Published on April 15, 2020 in Electric by Guillaume Rivard

People using a pacemaker or another type of cardiovascular implant need to be cautious around devices that generate a strong magnetic field, such as metal detectors and cell phones.

What about electric cars? Researchers at the Technical University of Munich came to the conclusion that they are actually safe.

Their study, which was published earlier this year, involved 108 different devices from seven manufacturers and measured electromagnetic effects that vehicle occupants would experience. The models included a Nissan LEAF, a Tesla Model S, a BMW i3 and a Volkswagen e-Up.

The researchers looked at the electrocardiograms of participants and had them independently analyzed by two cardiologists. 

Ultimately, they found no clinically relevant impact on the operation or programming of the devices when participants were driving or sitting inside the vehicles—even under maximum acceleration when electromagnetic effects are the strongest.

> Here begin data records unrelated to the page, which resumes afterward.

//! Screen-space draw list and hit-testing.

use super::{Color, ImagePoint, ImageToScreen, OverlayAnnotation, OverlayId, OverlayShape, ScreenPoint};
use crate::measurement::{Measurement, MeasurementKind};

/// Draw layers, bottom to top.
#[derive(Debug, Clone, Copy, PartialEq, Eq, PartialOrd, Ord, Hash)]
pub enum Layer {
    /// Semi-transparent heatmap fills.
    Heatmap,
    /// Segmentation polygons.
    Segmentation,
    /// Bounding boxes.
    BoundingBox,
    /// Point detections.
    PointDetection,
    /// User measurements, always above findings.
    Measurement,
}

/// Geometry after the image-to-screen transform.
#[derive(Debug, Clone, PartialEq)]
pub enum ScreenShape {
    /// Stroked rectangle.
    Rect {
        /// Minimum corner.
        min: ScreenPoint,
        /// Maximum corner.
        max: ScreenPoint,
    },
    /// Rectangle filled with a radial alpha gradient.
    Heatmap {
        /// Minimum corner.
        min: ScreenPoint,
        /// Maximum corner.
        max: ScreenPoint,
    },
    /// Closed polygon.
    Polygon(Vec<ScreenPoint>),
    /// Open polyline.
    Polyline(Vec<ScreenPoint>),
    /// Circle with a screen-space radius.
    Circle {
        /// Center.
        center: ScreenPoint,
        /// Radius in screen pixels.
        radius: f64,
    },
    /// Ellipse inscribed in a rectangle.
    Ellipse {
        /// Minimum corner.
        min: ScreenPoint,
        /// Maximum corner.
        max: ScreenPoint,
    },
}

impl ScreenShape {
    /// Whether `p` lies inside the shape, or within `tolerance` of a stroke.
    pub fn contains(&self, p: ScreenPoint, tolerance: f64) -> bool {
        match self {
            ScreenShape::Rect { min, max } | ScreenShape::Heatmap { min, max } => {
                p.x >= min.x - tolerance && p.x <= max.x + tolerance && p.y >= min.y - tolerance && p.y <= max.y + tolerance
            }
            ScreenShape::Polygon(points) => {
                polygon_contains(points, p) || polyline_distance(points, true, p) <= tolerance
            }
            ScreenShape::Polyline(points) => polyline_distance(points, false, p) <= tolerance,
            ScreenShape::Circle { center, radius } => center.distance_to(&p) <= radius + tolerance,
            ScreenShape::Ellipse { min, max } => {
                let (cx, cy) = ((min.x + max.x) / 2.0, (min.y + max.y) / 2.0);
                let rx = (max.x - min.x) / 2.0 + tolerance;
                let ry = (max.y - min.y) / 2.0 + tolerance;
                if rx <= 0.0 || ry <= 0.0 {
                    return false;
                }
                let (dx, dy) = ((p.x - cx) / rx, (p.y - cy) / ry);
                dx * dx + dy * dy <= 1.0
            }
        }
    }
}

/// Ray-casting point-in-polygon test.
pub(crate) fn polygon_contains(points: &[ScreenPoint], p: ScreenPoint) -> bool {
    if points.len() < 3 {
        return false;
    }
    let mut inside = false;
    let mut j = points.len() - 1;
    for i in 0..points.len() {
        let (vi, vj) = (points[i], points[j]);
        if (vi.y > p.y) != (vj.y > p.y) && p.x < (vj.x - vi.x) * (p.y - vi.y) / (vj.y - vi.y) + vi.x {
            inside = !inside;
        }
        j = i;
    }
    inside
}

/// Distance from `p` to a segment.
pub(crate) fn segment_distance(a: ScreenPoint, b: ScreenPoint, p: ScreenPoint) -> f64 {
    let (dx, dy) = (b.x - a.x, b.y - a.y);
    let len2 = dx * dx + dy * dy;
    if len2 == 0.0 {
        return a.distance_to(&p);
    }
    let t = (((p.x - a.x) * dx + (p.y - a.y) * dy) / len2).clamp(0.0, 1.0);
    ScreenPoint::new(a.x + t * dx, a.y + t * dy).distance_to(&p)
}

fn polyline_distance(points: &[ScreenPoint], closed: bool, p: ScreenPoint) -> f64 {
    match points {
        [] => f64::INFINITY,
        [single] => single.distance_to(&p),
        _ => {
            let open = points.windows(2).map(|w| segment_distance(w[0], w[1], p));
            let closing = closed.then(|| segment_distance(points[points.len() - 1], points[0], p));
            open.chain(closing).fold(f64::INFINITY, f64::min)
        }
    }
}

/// Horizontal text anchoring.
#[derive(Debug, Clone, Copy, PartialEq, Eq)]
pub enum TextAlign {
    /// Text starts at the anchor.
    Start,
    /// Text is centered on the anchor.
    Middle,
}

/// Label drawn by the host next to a shape.
#[derive(Debug, Clone, PartialEq)]
pub struct TextCommand {
    /// Baseline anchor in screen space.
    pub anchor: ScreenPoint,
    /// Text.
    pub text: String,
    /// Text color.
    pub color: Color,
    /// Alignment relative to the anchor.
    pub align: TextAlign,
}

/// One drawable overlay.
#[derive(Debug, Clone, PartialEq)]
pub struct SceneItem {
    /// Source of the item.
    pub id: OverlayId,
    /// Draw layer.
    pub layer: Layer,
    /// Screen geometry.
    pub shape: ScreenShape,
    /// Stroke color.
    pub stroke: Color,
    /// Fill color, if filled.
    pub fill: Option<Color>,
    /// Labels.
    pub labels: Vec<TextCommand>,
    /// Text shown on hover.
    pub tooltip: String,
}

/// Hover tooltip, drawn above everything.
#[derive(Debug, Clone, PartialEq)]
pub struct Tooltip {
    /// Item under the pointer.
    pub id: OverlayId,
    /// Text.
    pub text: String,
    /// Pointer position.
    pub anchor: ScreenPoint,
}

/// Composition parameters.
#[derive(Debug, Clone, Copy, PartialEq)]
pub struct OverlayStyle {
    /// Screen radius of point detections.
    pub point_radius_px: f64,
    /// Hit-test tolerance around strokes.
    pub hit_tolerance_px: f64,
    /// Color of user measurements.
    pub measurement_color: Color,
}

impl Default for OverlayStyle {
    fn default() -> Self {
        Self {
            point_radius_px: 20.0,
            hit_tolerance_px: 6.0,
            measurement_color: Color::rgb(0xfa, 0xcc, 0x15),
        }
    }
}

/// Composited overlays of one viewport, in draw order.
#[derive(Debug, Clone, PartialEq)]
pub struct OverlayScene {
    items: Vec<SceneItem>,
    hit_tolerance: f64,
    tooltip: Option<Tooltip>,
}

impl OverlayScene {
    /// Items in draw order (bottom first).
    pub fn items(&self) -> &[SceneItem] {
        &self.items
    }

    /// Topmost item at a screen point.
    pub fn hit_test(&self, p: ScreenPoint) -> Option<&OverlayId> {
        self.items
            .iter()
            .rev()
            .find(|item| item.shape.contains(p, self.hit_tolerance))
            .map(|item| &item.id)
    }

    /// Tooltip for the topmost item at a screen point.
    pub fn tooltip_at(&self, p: ScreenPoint) -> Option<Tooltip> {
        self.items
            .iter()
            .rev()
            .find(|item| item.shape.contains(p, self.hit_tolerance))
            .map(|item| Tooltip {
                id: item.id.clone(),
                text: item.tooltip.clone(),
                anchor: p,
            })
    }

    /// Set the hovered point; the tooltip becomes the top layer.
    pub fn set_hover(&mut self, p: Option<ScreenPoint>) {
        self.tooltip = p.and_then(|p| self.tooltip_at(p));
    }

    /// Current hover tooltip.
    pub fn tooltip(&self) -> Option<&Tooltip> {
        self.tooltip.as_ref()
    }

    /// Every label in draw order.
    pub fn labels(&self) -> impl Iterator<Item = &TextCommand> {
        self.items.iter().flat_map(|i| i.labels.iter())
    }
}

/// Transform annotations and measurements to screen space and order them for drawing.
pub fn compose(
    annotations: &[OverlayAnnotation],
    measurements: &[Measurement],
    transform: &ImageToScreen,
    style: &OverlayStyle,
) -> OverlayScene {
    let mut items: Vec<SceneItem> = annotations
        .iter()
        .filter(|a| a.shape.validate().is_ok())
        .map(|a| annotation_item(a, transform, style))
        .collect();
    // stable: equal layers keep provider order
    items.sort_by_key(|i| i.layer);

    items.extend(measurements.iter().filter_map(|m| measurement_item(m, transform, style)));

    OverlayScene {
        items,
        hit_tolerance: style.hit_tolerance_px,
        tooltip: None,
    }
}

fn corners(a: ImagePoint, b: ImagePoint, t: &ImageToScreen) -> (ScreenPoint, ScreenPoint) {
    let (p, q) = (t.to_screen(a), t.to_screen(b));
    (
        ScreenPoint::new(p.x.min(q.x), p.y.min(q.y)),
        ScreenPoint::new(p.x.max(q.x), p.y.max(q.y)),
    )
}

fn label(anchor: ScreenPoint, text: impl Into<String>, color: Color, align: TextAlign) -> TextCommand {
    TextCommand {
        anchor,
        text: text.into(),
        color,
        align,
    }
}

fn annotation_item(a: &OverlayAnnotation, t: &ImageToScreen, style: &OverlayStyle) -> SceneItem {
    let id = OverlayId::Finding(a.id.clone());
    let tooltip = a.tooltip_text();

    let (layer, shape, fill, labels) = match &a.shape {
        OverlayShape::HeatmapRegion { top_left, bottom_right } => {
            let (min, max) = corners(*top_left, *bottom_right, t);
            let text = label(ScreenPoint::new(min.x, min.y - 5.0), &a.label, a.color, TextAlign::Start);
            (Layer::Heatmap, ScreenShape::Heatmap { min, max }, Some(a.color), vec![text])
        }
        OverlayShape::Polygon { points } => {
            let points: Vec<ScreenPoint> = points.iter().map(|p| t.to_screen(*p)).collect();
            let top = points
                .iter()
                .copied()
                .fold(ScreenPoint::new(f64::INFINITY, f64::INFINITY), |acc, p| {
                    if p.y < acc.y { p } else { acc }
                });
            let text = label(ScreenPoint::new(top.x, top.y - 5.0), &a.label, a.color, TextAlign::Middle);
            (
                Layer::Segmentation,
                ScreenShape::Polygon(points),
                Some(a.color.with_opacity(0.3)),
                vec![text],
            )
        }
        OverlayShape::BoundingBox { top_left, bottom_right } => {
            let (min, max) = corners(*top_left, *bottom_right, t);
            let text = label(ScreenPoint::new(min.x, min.y - 5.0), &tooltip, a.color, TextAlign::Start);
            (Layer::BoundingBox, ScreenShape::Rect { min, max }, None, vec![text])
        }
        OverlayShape::PointDetection { center } => {
            let c = t.to_screen(*center);
            let radius = style.point_radius_px;
            let mut labels = vec![label(
                ScreenPoint::new(c.x, c.y - radius - 8.0),
                &a.label,
                a.color,
                TextAlign::Middle,
            )];
            if let Some(p) = a.confidence_percent {
                labels.push(label(ScreenPoint::new(c.x, c.y + 4.0), format!("{:.0}", p), a.color, TextAlign::Middle));
            }
            (
                Layer::PointDetection,
                ScreenShape::Circle { center: c, radius },
                Some(a.color.with_opacity(0.2)),
                labels,
            )
        }
    };

    SceneItem {
        id,
        layer,
        shape,
        stroke: a.color,
        fill,
        labels,
        tooltip,
    }
}

fn measurement_item(m: &Measurement, t: &ImageToScreen, style: &OverlayStyle) -> Option<SceneItem> {
    if m.validate().is_err() {
        log::warn!("Skipping measurement {} with invalid geometry", m.id);
        return None;
    }
    let points: Vec<ScreenPoint> = m.points.iter().map(|p| t.to_screen(*p)).collect();

    let shape = match m.kind {
        MeasurementKind::Length | MeasurementKind::Angle => ScreenShape::Polyline(points.clone()),
        MeasurementKind::Area => ScreenShape::Polygon(points.clone()),
        MeasurementKind::Ellipse => {
            let (min, max) = corners(m.points[0], m.points[1], t);
            ScreenShape::Ellipse { min, max }
        }
        MeasurementKind::RoiStatistics => {
            let (min, max) = corners(m.points[0], m.points[1], t);
            ScreenShape::Rect { min, max }
        }
        MeasurementKind::Probe => ScreenShape::Circle {
            center: points[0],
            radius: 3.0,
        },
    };

    let anchor = points.last().copied().unwrap_or(ScreenPoint::new(0.0, 0.0));
    let text = m.display_text();
    let color = style.measurement_color;

    Some(SceneItem {
        id: OverlayId::Measurement(m.id.clone()),
        layer: Layer::Measurement,
        shape,
        stroke: color,
        fill: None,
        labels: vec![label(ScreenPoint::new(anchor.x + 6.0, anchor.y - 6.0), text.clone(), color, TextAlign::Start)],
        tooltip: format!("{}: {}", m.kind.name(), text),
    })
}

There’s just one problem: charging. According to TUM researchers, people wearing a pacemaker should exercise caution around level-2 (240V) and level-3 (400V) charging stations, which utilize strong electric current. That includes the charging cable itself and even the car’s charging port.  

So, to sum up, EVs are safe for those with cardiovascular electronic devices and no restrictions on travelling in them are required. However, they should let another person plug and unplug the vehicle and stay away during the entire charging process.